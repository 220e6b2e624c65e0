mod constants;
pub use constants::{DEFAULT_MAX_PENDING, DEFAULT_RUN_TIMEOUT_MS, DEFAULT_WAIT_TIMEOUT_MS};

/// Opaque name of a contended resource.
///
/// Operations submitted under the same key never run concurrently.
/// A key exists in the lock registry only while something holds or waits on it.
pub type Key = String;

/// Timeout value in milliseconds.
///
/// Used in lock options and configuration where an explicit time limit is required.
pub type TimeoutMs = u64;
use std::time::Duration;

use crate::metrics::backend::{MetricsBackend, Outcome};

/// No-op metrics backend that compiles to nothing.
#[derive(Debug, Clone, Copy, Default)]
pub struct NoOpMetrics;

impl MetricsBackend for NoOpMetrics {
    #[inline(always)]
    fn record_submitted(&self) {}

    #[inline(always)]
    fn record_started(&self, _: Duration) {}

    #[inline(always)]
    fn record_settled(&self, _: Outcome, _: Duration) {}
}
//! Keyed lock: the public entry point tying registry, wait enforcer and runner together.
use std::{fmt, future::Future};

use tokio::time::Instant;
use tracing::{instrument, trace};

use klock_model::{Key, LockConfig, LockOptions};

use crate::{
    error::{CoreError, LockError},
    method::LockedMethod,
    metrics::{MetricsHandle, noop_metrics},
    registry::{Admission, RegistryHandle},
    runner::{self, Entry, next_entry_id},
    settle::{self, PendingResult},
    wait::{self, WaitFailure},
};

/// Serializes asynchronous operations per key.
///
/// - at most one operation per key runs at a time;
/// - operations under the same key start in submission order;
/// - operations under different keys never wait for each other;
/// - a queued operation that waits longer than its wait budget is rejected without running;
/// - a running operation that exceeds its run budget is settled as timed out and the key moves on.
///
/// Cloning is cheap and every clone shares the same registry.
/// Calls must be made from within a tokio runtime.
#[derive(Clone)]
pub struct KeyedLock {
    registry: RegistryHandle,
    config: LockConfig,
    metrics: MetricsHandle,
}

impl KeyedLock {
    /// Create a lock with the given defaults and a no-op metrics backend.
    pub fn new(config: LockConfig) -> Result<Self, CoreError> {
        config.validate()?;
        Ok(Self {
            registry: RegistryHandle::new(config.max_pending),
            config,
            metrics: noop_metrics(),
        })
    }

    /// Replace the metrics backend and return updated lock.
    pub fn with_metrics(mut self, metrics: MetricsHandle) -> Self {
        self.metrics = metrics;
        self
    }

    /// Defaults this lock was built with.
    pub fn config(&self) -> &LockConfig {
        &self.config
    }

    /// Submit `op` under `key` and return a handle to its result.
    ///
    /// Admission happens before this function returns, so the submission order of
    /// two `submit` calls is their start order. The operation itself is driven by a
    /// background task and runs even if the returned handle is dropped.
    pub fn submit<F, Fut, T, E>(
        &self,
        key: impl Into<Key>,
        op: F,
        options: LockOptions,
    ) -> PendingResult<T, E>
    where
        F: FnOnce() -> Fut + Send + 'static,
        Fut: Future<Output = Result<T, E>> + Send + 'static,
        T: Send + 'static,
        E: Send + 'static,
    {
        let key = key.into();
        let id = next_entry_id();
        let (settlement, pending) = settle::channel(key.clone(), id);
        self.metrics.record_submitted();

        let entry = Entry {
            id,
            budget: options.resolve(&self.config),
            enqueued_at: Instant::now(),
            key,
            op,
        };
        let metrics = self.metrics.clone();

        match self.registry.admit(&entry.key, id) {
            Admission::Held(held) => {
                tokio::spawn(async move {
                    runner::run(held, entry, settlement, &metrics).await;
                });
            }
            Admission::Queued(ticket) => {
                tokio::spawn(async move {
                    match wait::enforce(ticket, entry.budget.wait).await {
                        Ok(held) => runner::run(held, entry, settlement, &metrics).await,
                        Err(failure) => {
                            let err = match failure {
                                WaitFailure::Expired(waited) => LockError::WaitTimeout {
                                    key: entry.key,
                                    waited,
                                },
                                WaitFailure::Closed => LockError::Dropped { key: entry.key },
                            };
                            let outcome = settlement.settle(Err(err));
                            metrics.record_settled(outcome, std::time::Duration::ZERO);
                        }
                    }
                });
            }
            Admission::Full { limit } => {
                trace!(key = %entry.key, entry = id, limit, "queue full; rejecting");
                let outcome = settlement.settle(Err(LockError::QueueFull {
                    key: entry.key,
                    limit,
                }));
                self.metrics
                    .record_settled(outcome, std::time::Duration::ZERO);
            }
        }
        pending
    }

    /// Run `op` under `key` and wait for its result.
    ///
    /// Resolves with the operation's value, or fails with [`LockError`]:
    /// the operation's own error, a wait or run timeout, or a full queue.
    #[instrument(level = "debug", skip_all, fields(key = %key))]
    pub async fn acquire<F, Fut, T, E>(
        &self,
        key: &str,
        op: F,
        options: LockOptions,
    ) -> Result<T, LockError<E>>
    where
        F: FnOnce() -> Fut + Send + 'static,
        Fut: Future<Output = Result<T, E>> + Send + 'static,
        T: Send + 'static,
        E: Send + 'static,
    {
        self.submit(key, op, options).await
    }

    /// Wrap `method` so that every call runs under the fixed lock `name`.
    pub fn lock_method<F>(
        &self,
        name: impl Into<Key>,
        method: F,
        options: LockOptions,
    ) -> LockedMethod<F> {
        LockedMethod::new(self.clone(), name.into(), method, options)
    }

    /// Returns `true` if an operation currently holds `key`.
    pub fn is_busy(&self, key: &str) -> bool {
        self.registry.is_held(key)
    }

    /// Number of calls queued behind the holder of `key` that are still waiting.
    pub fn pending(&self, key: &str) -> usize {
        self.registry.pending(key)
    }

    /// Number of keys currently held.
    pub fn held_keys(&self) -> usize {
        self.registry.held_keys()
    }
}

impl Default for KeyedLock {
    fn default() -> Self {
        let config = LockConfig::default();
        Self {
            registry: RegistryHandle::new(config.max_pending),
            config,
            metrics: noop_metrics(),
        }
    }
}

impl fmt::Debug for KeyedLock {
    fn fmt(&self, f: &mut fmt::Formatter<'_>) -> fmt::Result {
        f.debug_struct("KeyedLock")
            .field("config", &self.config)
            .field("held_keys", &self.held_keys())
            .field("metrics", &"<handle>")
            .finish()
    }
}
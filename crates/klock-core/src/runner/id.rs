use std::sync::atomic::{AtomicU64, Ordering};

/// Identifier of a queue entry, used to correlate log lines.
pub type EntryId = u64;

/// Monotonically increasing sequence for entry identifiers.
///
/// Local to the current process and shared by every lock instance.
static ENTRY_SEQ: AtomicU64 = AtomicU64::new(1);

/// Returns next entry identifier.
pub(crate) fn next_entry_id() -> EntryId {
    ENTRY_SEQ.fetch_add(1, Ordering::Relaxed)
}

_ACTIVITY_.
Output all lines from the beginning of the data up to the line holding "waits on it.", that line included, exactly as written.

_SOLUTION TO THIS TASK_.
repository 220e6b2e624c65e0
mod constants;
pub use constants::{DEFAULT_MAX_PENDING, DEFAULT_RUN_TIMEOUT_MS, DEFAULT_WAIT_TIMEOUT_MS};

/// Opaque name of a contended resource.
///
/// Operations submitted under the same key never run concurrently.
/// A key exists in the lock registry only while something holds or waits on it.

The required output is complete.